Dr Christian Cole of the Health Informatics Centre, Dundee, said: “This funding from Research Data Scotland will enable and continue collaborative projects in HIC with the Scottish Save Haven Network to deliver advances in AI capability and national laboratory data. We look forward to continuing the strong relationship between HIC, RDS and the wider Scottish data communities.”

Professor Roger Halliday, Interim CEO of Research Data Scotland, said: “We’re delighted to fund these projects that share RDS’s vision to create the conditions for data-driven research and innovation to happen more systematically across Scotland.

“These projects will help researchers and users of data to identify common standards, test new approaches and help spread good practice to simplify access to data in a safe and secure way that ultimately save time, money and lives.”

The funding comes from RDS as part of its new System Development Fund, which has been set up to take forward the shared agenda for simplifying and aligning access to data, and improving data services for researchers.

The other four projects to be funded include:

Dataloch – Development of an agreed national standard for the de-identification of personal tags within Electronic Health Data (EHR)  

DataLoch is a secure data service that has been developed in partnership by the University of Edinburgh and NHS Lothian. DataLoch’s approach is to put data at the centre of responses to health and social care system challenges and thereby improve services through research, innovation and planning. This project, led by Dr. Arlene Casey, receives funding of £170,000 and will be in collaboration across the Scottish Safe Haven Network focusing on agreeing national standards and methods for de-identifying unstructured health records for use in research. Enabling access to these types of records, while maintaining patient confidentiality, has the potential to greatly improve health research across Scotland. 

University of Edinburgh – Led by Professor Gillian Raab, this project receives funding of £30,000 and will review and evaluate methodology on how to measure the disclosure risks from synthetic data. 

West of Scotland Safe Haven, delivering two streams in tandem: 

  • Technical – providing advice to stakeholders on best practice in health data settings
  • Governance – providing best practice guidelines on the risks posed by synthetic data 

The West of Scotland Safe Haven is a partnership between NHS Greater Glasgow and Clyde and the University of Glasgow, providing safe, ethically approved access to pseudonymised NHS health datasets on a secure ISO-accredited data analytical platform. This project, led by Dr Charlie Mayor receives funding of £200,497 and is set to deliver, in collaboration with DataLoch in Edinburgh, best practice guidance with synthetic health data. The creation of synthetic versions of real datasets offers opportunities to better protect patient privacy, whilst offering valuable access to realistic health data for research purposes 

DASH – Development and delivery of five separate federation projects  

The Grampian Data Safe Haven (DaSH) covers the geographical region of Aberdeen City, Aberdeenshire and Moray, Scotland and allows researchers to contribute to the public benefits of heath research through analysis of local, pseudonymised, patient-level data whilst ensuring individual patient privacy and confidentiality are safeguarded by rigorous principles of data security, patient confidentiality and patient anonymity.

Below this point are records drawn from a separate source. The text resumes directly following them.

//! Configuration loading for Paperwatch.
//! Reads paperwatch.toml from the current directory or the path in the
//! PAPERWATCH_CONFIG env var. API keys may live in the file or in the
//! environment (PAPERWATCH_OPENAI_API_KEY, PAPERWATCH_NCBI_API_KEY).

use serde::{Deserialize, Serialize};
use std::path::Path;

use crate::error::{PaperwatchError, Result};

#[derive(Debug, Clone, Default, Serialize, Deserialize)]
pub struct Config {
    #[serde(default)]
    pub search: SearchConfig,
    #[serde(default)]
    pub journals: JournalsConfig,
    #[serde(default)]
    pub llm: LlmConfig,
    #[serde(default)]
    pub semantic: SemanticConfig,
    #[serde(default)]
    pub storage: StorageConfig,
    #[serde(default)]
    pub digest: DigestConfig,
    #[serde(default)]
    pub run: RunConfig,
}

#[derive(Debug, Clone, Serialize, Deserialize)]
pub struct SearchConfig {
    /// Default query terms, OR-combined when no explicit query is given.
    #[serde(default)]
    pub keywords: Vec<String>,
    /// Source identifiers to query (pubmed, biorxiv, arxiv, medrxiv).
    #[serde(default = "default_databases")]
    pub databases: Vec<String>,
    #[serde(default = "default_days_back")]
    pub days_back: u32,
    #[serde(default = "default_max_results")]
    pub max_results: usize,
    /// NCBI API key for higher PubMed rate limits.
    #[serde(default)]
    pub ncbi_api_key: String,
}

fn default_databases() -> Vec<String> {
    vec!["pubmed".to_string(), "biorxiv".to_string(), "arxiv".to_string()]
}
fn default_days_back()   -> u32   { 1 }
fn default_max_results() -> usize { 100 }

impl Default for SearchConfig {
    fn default() -> Self {
        Self {
            keywords: Vec::new(),
            databases: default_databases(),
            days_back: default_days_back(),
            max_results: default_max_results(),
            ncbi_api_key: String::new(),
        }
    }
}

#[derive(Debug, Clone, Serialize, Deserialize)]
pub struct JournalsConfig {
    /// Exact journal names always allowed through the filter.
    #[serde(default)]
    pub include: Vec<String>,
    /// Exact journal names never allowed through; exclude always wins.
    #[serde(default)]
    pub exclude: Vec<String>,
    /// Tier names (tier1, tier2, ml) whose journals pass the filter.
    #[serde(default)]
    pub tiers: Vec<String>,
    #[serde(default = "default_true")]
    pub show_preprints: bool,
}

fn default_true() -> bool { true }

impl Default for JournalsConfig {
    fn default() -> Self {
        Self {
            include: Vec::new(),
            exclude: Vec::new(),
            tiers: vec!["tier1".to_string(), "tier2".to_string(), "ml".to_string()],
            show_preprints: default_true(),
        }
    }
}

#[derive(Debug, Clone, Serialize, Deserialize)]
pub struct LlmConfig {
    #[serde(default = "default_provider")]
    pub provider: String,
    #[serde(default = "default_model")]
    pub model: String,
    /// Base URL for openai_compatible and ollama providers.
    #[serde(default)]
    pub base_url: Option<String>,
    #[serde(default)]
    pub api_key: String,
    #[serde(default = "default_filtering_prompt")]
    pub filtering_prompt: String,
    /// Papers scoring below this are dropped from the digest ([0, 1]).
    #[serde(default)]
    pub min_score: f32,
    #[serde(default = "default_llm_concurrency")]
    pub max_concurrency: usize,
    #[serde(default = "default_max_retries")]
    pub max_retries: u32,
}

fn default_provider() -> String { "openai".to_string() }
fn default_model()    -> String { "gpt-4o-mini".to_string() }
fn default_filtering_prompt() -> String {
    "You are a research assistant helping filter scientific papers. \
     Rate each paper's relevance from 0-100 and provide a brief explanation. \
     Consider: methodology novelty, dataset quality, and practical applications."
        .to_string()
}
fn default_llm_concurrency() -> usize { 4 }
fn default_max_retries()     -> u32   { 3 }

impl Default for LlmConfig {
    fn default() -> Self {
        Self {
            provider: default_provider(),
            model: default_model(),
            base_url: None,
            api_key: String::new(),
            filtering_prompt: default_filtering_prompt(),
            min_score: 0.0,
            max_concurrency: default_llm_concurrency(),
            max_retries: default_max_retries(),
        }
    }
}

impl LlmConfig {
    /// API key from config, falling back to the environment.
    pub fn resolved_api_key(&self) -> Option<String> {
        if !self.api_key.is_empty() {
            return Some(self.api_key.clone());
        }
        std::env::var("PAPERWATCH_OPENAI_API_KEY").ok().filter(|k| !k.is_empty())
    }
}

#[derive(Debug, Clone, Serialize, Deserialize)]
pub struct SemanticConfig {
    #[serde(default = "default_true")]
    pub enabled: bool,
    /// Similarity threshold for subscription relevance.
    #[serde(default = "default_semantic_threshold")]
    pub threshold: f32,
    #[serde(default = "default_embedding_model")]
    pub model: String,
}

fn default_semantic_threshold() -> f32 { 0.5 }
fn default_embedding_model() -> String { "text-embedding-3-small".to_string() }

impl Default for SemanticConfig {
    fn default() -> Self {
        Self {
            enabled: true,
            threshold: default_semantic_threshold(),
            model: default_embedding_model(),
        }
    }
}

#[derive(Debug, Clone, Serialize, Deserialize)]
pub struct StorageConfig {
    #[serde(default = "default_database_path")]
    pub database_path: String,
    /// Freshness window: papers digested within this many days are
    /// suppressed, and history/cache rows older than it are pruned.
    #[serde(default = "default_cache_days")]
    pub cache_days: u32,
}

fn default_database_path() -> String { "papers.db".to_string() }
fn default_cache_days()    -> u32    { 30 }

impl Default for StorageConfig {
    fn default() -> Self {
        Self {
            database_path: default_database_path(),
            cache_days: default_cache_days(),
        }
    }
}

#[derive(Debug, Clone, Serialize, Deserialize)]
pub struct DigestConfig {
    /// Maximum papers in one digest.
    #[serde(default = "default_digest_limit")]
    pub limit: usize,
}

fn default_digest_limit() -> usize { 20 }

impl Default for DigestConfig {
    fn default() -> Self {
        Self { limit: default_digest_limit() }
    }
}

#[derive(Debug, Clone, Serialize, Deserialize)]
pub struct RunConfig {
    /// Whole-run deadline. On expiry in-flight fetch/scoring is cancelled
    /// and the digest is built from whatever completed.
    #[serde(default = "default_deadline_secs")]
    pub deadline_secs: u64,
    /// How many source adapters may fetch at once.
    #[serde(default = "default_fetch_concurrency")]
    pub fetch_concurrency: usize,
}

fn default_deadline_secs()     -> u64   { 300 }
fn default_fetch_concurrency() -> usize { 4 }

impl Default for RunConfig {
    fn default() -> Self {
        Self {
            deadline_secs: default_deadline_secs(),
            fetch_concurrency: default_fetch_concurrency(),
        }
    }
}

impl Config {
    /// Load from an explicit path.
    pub fn load(path: impl AsRef<Path>) -> Result<Config> {
        let _ = dotenvy::dotenv();
        let raw = std::fs::read_to_string(path.as_ref()).map_err(|e| {
            PaperwatchError::Config(format!("cannot read {}: {e}", path.as_ref().display()))
        })?;
        let config: Config = toml::from_str(&raw)
            .map_err(|e| PaperwatchError::Config(format!("invalid TOML: {e}")))?;
        Ok(config)
    }

    /// Load from PAPERWATCH_CONFIG or ./paperwatch.toml.
    pub fn load_default() -> Result<Config> {
        let path = std::env::var("PAPERWATCH_CONFIG")
            .unwrap_or_else(|_| "paperwatch.toml".to_string());
        Self::load(path)
    }

    /// Validate the configuration; returns human-readable problems.
    pub fn validate(&self) -> Vec<String> {
        let mut errors = Vec::new();

        if self.search.keywords.is_empty() {
            errors.push("search.keywords is empty; digest runs would match nothing".to_string());
        }
        for db in &self.search.databases {
            if !matches!(db.as_str(), "pubmed" | "biorxiv" | "arxiv" | "medrxiv") {
                errors.push(format!("unknown source in search.databases: {db}"));
            }
        }
        for tier in &self.journals.tiers {
            if crate::models::JournalTier::parse(tier).is_none() {
                errors.push(format!("unknown tier in journals.tiers: {tier}"));
            }
        }
        match self.llm.provider.as_str() {
            "openai" => {
                if self.llm.resolved_api_key().is_none() {
                    errors.push(
                        "llm.provider is openai but no API key configured \
                         (set llm.api_key or PAPERWATCH_OPENAI_API_KEY)"
                            .to_string(),
                    );
                }
            }
            "openai_compatible" => {
                if self.llm.base_url.as_deref().unwrap_or("").is_empty() {
                    errors.push("llm.provider is openai_compatible but llm.base_url is not set".to_string());
                }
            }
            // Ollama falls back to http://localhost:11434 when base_url is unset.
            "ollama" => {}
            other => errors.push(format!("unknown llm.provider: {other}")),
        }
        if !(0.0..=1.0).contains(&self.llm.min_score) {
            errors.push("llm.min_score must be in [0, 1]".to_string());
        }
        if !(0.0..=1.0).contains(&self.semantic.threshold) {
            errors.push("semantic.threshold must be in [0, 1]".to_string());
        }

        errors
    }
}
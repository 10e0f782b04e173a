//! SQLite-backed history store.

use std::collections::HashSet;
use std::path::Path;
use std::sync::{Arc, Mutex};

use async_trait::async_trait;
use chrono::{DateTime, SecondsFormat, Utc};
use rusqlite::{params, Connection};
use tracing::{debug, info};

use paperwatch_common::{CanonicalKey, HistoryEntry, PaperwatchError, Result, Subscription};
use paperwatch_llm::{ScoreCache, ScoreResult};

const SCHEMA: &str = "
    CREATE TABLE IF NOT EXISTS paper_history (
        key              TEXT PRIMARY KEY,
        first_seen_at    TEXT NOT NULL,
        last_digested_at TEXT NOT NULL
    );
    CREATE INDEX IF NOT EXISTS idx_history_last_digested
        ON paper_history (last_digested_at);

    CREATE TABLE IF NOT EXISTS llm_score_cache (
        key         TEXT NOT NULL,
        prompt_hash TEXT NOT NULL,
        score       REAL NOT NULL,
        explanation TEXT NOT NULL,
        cached_at   TEXT NOT NULL,
        PRIMARY KEY (key, prompt_hash)
    );

    CREATE TABLE IF NOT EXISTS subscriptions (
        id         INTEGER PRIMARY KEY AUTOINCREMENT,
        owner_ref  TEXT NOT NULL,
        keywords   TEXT NOT NULL,
        created_at TEXT NOT NULL
    );

    CREATE TABLE IF NOT EXISTS search_history (
        id           INTEGER PRIMARY KEY AUTOINCREMENT,
        query        TEXT NOT NULL,
        result_count INTEGER NOT NULL,
        searched_at  TEXT NOT NULL
    );
";

/// Row counts removed by [`HistoryStore::prune`]. Subscriptions are
/// standing state and are never pruned.
#[derive(Debug, Default, PartialEq, Eq)]
pub struct PruneStats {
    pub history_removed: usize,
    pub scores_removed: usize,
    pub searches_removed: usize,
}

Projects awarded to DaSH from the Systems Development Fund receive £185,000 and will be coordinated by Katherine O'Sullivan. The five sub-projects are looking across the spectrum from establishing best practice, acceptable de-identification metrics for patient data to the validation of machine learning and creation of synthetic health datasets based on popular unconsented Scottish patient datasets. 

The full value of all projects awarded to Regional Safe Havens from RDS Systems Development Fund is £763,337.